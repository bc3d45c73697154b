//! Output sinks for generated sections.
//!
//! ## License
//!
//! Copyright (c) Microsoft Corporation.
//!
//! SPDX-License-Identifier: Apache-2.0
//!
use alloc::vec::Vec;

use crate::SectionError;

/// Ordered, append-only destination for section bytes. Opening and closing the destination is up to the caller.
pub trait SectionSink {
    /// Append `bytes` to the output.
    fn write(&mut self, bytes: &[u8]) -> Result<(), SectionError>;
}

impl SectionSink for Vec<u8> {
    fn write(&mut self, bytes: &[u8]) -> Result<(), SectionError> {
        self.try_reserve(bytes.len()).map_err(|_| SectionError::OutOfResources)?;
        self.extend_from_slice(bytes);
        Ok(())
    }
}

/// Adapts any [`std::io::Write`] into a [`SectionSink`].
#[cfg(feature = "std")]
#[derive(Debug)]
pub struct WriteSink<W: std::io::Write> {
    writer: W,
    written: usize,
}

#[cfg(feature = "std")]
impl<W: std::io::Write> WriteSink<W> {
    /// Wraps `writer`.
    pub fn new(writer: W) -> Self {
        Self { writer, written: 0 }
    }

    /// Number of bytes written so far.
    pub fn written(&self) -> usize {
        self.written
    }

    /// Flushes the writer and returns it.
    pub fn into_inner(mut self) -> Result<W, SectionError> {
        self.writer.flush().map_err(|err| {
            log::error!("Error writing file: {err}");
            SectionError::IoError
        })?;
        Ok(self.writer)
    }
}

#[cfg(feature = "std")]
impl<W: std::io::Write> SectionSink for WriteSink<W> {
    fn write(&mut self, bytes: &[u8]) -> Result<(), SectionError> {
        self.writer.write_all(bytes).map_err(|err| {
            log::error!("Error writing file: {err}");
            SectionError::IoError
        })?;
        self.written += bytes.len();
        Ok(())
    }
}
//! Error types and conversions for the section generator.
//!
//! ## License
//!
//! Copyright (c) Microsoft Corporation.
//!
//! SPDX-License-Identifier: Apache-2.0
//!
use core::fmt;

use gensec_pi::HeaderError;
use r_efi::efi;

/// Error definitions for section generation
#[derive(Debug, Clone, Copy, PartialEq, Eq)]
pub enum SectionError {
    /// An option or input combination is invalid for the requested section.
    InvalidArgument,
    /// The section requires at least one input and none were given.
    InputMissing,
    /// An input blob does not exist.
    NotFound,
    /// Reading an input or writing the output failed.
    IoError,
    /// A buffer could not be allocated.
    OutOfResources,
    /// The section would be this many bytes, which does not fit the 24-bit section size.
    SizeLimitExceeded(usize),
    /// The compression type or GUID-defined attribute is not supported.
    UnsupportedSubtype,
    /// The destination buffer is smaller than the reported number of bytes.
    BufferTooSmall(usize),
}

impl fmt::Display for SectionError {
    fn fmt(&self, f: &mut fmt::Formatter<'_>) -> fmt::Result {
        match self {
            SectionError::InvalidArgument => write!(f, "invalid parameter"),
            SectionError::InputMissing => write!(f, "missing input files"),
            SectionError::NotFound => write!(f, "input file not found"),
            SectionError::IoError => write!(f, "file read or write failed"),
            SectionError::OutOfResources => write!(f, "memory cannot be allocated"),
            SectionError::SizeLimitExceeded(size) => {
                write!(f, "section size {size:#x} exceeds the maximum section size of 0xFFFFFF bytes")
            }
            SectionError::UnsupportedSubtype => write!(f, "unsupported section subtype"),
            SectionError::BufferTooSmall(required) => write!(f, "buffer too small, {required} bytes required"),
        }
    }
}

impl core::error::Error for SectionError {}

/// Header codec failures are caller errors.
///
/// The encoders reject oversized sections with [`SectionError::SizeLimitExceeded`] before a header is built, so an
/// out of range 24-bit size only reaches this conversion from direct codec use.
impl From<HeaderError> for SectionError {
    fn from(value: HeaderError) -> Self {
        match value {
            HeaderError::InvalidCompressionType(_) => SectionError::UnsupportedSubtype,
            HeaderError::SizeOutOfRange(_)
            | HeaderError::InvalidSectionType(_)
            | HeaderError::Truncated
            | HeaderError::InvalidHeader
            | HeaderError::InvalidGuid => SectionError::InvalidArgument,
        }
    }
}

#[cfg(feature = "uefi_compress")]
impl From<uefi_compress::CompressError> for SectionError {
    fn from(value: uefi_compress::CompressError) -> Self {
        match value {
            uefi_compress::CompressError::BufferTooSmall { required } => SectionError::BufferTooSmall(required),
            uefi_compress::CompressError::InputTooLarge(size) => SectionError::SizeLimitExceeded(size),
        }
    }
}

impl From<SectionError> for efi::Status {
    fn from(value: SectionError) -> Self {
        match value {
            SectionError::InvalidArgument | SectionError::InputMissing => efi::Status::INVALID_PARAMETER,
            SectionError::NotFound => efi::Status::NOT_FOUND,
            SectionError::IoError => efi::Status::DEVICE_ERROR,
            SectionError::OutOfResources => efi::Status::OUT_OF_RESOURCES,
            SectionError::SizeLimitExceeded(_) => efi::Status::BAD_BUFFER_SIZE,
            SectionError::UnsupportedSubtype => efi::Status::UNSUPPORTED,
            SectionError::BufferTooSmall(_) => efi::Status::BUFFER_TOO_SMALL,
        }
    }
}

**What you are asked to do**. Reproduce the lines of the records exactly, from the first one through the line that contains "to the output.".

**Your solution**.
repository bc3d45c73697154b
//! Output sinks for generated sections.
//!
//! ## License
//!
//! Copyright (c) Microsoft Corporation.
//!
//! SPDX-License-Identifier: Apache-2.0
//!
use alloc::vec::Vec;

use crate::SectionError;

/// Ordered, append-only destination for section bytes. Opening and closing the destination is up to the caller.
pub trait SectionSink {
    /// Append `bytes` to the output.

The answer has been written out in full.